[Stored data entries]

▬▬▬

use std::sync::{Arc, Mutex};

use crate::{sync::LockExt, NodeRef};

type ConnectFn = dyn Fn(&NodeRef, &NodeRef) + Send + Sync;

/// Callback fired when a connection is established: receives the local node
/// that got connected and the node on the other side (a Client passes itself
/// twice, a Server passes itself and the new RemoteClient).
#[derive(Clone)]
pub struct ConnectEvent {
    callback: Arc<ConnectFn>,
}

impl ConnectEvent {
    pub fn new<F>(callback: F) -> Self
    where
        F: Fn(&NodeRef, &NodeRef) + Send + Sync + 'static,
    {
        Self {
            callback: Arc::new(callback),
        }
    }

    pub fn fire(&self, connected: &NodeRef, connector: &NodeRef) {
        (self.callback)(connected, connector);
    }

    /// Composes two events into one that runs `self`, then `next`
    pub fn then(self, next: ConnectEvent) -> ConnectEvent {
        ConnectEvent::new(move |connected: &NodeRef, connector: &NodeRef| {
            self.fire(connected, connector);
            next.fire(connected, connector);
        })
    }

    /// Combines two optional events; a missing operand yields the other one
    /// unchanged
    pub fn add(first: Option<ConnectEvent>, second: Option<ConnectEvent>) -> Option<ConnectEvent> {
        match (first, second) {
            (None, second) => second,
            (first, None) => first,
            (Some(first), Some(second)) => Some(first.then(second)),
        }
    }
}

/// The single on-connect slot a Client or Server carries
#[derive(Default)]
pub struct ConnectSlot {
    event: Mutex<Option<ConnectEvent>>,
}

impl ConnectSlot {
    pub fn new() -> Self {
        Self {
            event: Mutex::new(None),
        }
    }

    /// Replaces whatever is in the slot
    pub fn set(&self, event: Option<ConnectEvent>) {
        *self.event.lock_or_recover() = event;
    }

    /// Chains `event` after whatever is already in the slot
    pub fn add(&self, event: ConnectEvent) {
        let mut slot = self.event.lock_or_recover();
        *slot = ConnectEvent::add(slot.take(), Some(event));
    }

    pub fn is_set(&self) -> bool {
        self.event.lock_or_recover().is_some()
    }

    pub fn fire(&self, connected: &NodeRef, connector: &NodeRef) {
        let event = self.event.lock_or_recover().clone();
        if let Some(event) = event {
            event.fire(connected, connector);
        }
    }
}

▬▬▬

• _About this task_: Exactly as written, reproduce the lines of the data above from the first line through the line where "Client passes itself" appears.

• _Your response_:
use std::sync::{Arc, Mutex};

use crate::{sync::LockExt, NodeRef};

type ConnectFn = dyn Fn(&NodeRef, &NodeRef) + Send + Sync;

/// Callback fired when a connection is established: receives the local node
/// that got connected and the node on the other side (a Client passes itself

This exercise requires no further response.